Source material START

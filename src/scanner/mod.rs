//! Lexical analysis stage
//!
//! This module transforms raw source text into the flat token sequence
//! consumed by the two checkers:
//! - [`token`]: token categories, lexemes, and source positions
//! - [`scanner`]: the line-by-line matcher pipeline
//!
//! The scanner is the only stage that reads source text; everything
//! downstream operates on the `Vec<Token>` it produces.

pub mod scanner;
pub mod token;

Source material END
Source material START

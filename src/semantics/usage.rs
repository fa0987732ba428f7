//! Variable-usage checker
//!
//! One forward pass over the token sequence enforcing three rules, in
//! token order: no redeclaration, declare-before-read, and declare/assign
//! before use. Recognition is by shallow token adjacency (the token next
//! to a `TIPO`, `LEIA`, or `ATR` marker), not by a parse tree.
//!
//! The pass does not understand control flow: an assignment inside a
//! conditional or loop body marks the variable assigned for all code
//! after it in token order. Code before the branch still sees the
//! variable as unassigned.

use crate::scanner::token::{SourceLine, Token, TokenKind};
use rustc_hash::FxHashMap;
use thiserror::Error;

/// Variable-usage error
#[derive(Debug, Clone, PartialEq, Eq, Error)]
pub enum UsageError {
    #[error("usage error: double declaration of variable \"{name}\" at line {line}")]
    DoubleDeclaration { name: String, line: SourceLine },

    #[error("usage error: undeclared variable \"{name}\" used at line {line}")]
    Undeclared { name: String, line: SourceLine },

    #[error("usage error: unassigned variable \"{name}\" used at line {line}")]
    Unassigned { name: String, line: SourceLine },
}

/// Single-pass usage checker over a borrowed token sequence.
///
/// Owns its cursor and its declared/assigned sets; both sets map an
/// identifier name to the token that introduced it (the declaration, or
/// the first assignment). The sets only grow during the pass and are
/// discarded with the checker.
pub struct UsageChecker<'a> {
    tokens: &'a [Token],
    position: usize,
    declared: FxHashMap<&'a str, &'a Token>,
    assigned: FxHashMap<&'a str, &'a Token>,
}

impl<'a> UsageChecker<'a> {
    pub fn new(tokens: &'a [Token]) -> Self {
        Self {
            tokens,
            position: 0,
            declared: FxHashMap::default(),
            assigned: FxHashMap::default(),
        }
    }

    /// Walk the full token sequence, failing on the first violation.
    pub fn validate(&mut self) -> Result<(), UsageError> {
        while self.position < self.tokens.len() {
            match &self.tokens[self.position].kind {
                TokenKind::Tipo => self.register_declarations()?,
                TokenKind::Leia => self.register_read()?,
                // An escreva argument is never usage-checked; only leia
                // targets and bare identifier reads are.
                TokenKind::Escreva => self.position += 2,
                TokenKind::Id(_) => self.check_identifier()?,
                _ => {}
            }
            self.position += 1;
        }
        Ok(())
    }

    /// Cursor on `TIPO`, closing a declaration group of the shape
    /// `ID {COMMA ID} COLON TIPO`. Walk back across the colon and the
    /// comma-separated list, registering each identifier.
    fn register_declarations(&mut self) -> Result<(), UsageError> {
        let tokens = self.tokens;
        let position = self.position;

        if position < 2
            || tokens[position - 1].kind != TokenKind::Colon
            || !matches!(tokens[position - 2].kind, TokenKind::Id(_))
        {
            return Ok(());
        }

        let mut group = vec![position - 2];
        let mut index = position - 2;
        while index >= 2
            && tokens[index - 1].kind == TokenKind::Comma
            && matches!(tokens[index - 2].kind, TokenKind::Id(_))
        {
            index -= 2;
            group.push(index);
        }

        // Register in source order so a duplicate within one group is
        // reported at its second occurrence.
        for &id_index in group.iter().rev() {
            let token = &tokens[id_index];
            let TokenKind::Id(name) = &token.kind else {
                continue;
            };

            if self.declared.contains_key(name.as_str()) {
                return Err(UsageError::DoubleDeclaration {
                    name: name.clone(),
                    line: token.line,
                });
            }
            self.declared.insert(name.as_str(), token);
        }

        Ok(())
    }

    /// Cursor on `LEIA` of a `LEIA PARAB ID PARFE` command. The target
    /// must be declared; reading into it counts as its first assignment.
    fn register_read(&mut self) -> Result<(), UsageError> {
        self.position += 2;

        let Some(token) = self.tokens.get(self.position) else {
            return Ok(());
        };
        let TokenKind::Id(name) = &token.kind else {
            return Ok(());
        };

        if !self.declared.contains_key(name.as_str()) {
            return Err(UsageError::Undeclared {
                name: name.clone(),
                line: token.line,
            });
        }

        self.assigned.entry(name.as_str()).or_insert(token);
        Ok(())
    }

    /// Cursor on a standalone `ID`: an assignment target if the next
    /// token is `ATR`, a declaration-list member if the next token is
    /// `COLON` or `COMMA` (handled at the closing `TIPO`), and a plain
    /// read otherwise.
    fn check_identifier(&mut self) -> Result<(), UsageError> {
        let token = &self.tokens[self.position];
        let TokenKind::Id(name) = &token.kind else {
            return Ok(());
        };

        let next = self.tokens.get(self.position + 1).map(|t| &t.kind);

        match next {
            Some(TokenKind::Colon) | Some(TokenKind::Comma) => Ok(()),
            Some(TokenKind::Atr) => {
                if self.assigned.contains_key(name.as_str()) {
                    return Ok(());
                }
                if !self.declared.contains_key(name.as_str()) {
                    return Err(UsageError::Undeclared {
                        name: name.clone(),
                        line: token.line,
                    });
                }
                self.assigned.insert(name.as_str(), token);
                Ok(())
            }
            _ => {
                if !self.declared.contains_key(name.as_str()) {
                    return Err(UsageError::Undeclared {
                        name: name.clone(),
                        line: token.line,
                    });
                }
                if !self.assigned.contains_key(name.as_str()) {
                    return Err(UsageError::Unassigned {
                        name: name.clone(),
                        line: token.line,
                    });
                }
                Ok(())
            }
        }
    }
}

Source material END

** Your goal **
Search the entries for the word "SourceLine". Copy every line where it occurs.

** Answer box **
use crate::scanner::token::{SourceLine, Token, TokenKind};
    DoubleDeclaration { name: String, line: SourceLine },
    Undeclared { name: String, line: SourceLine },
    Unassigned { name: String, line: SourceLine },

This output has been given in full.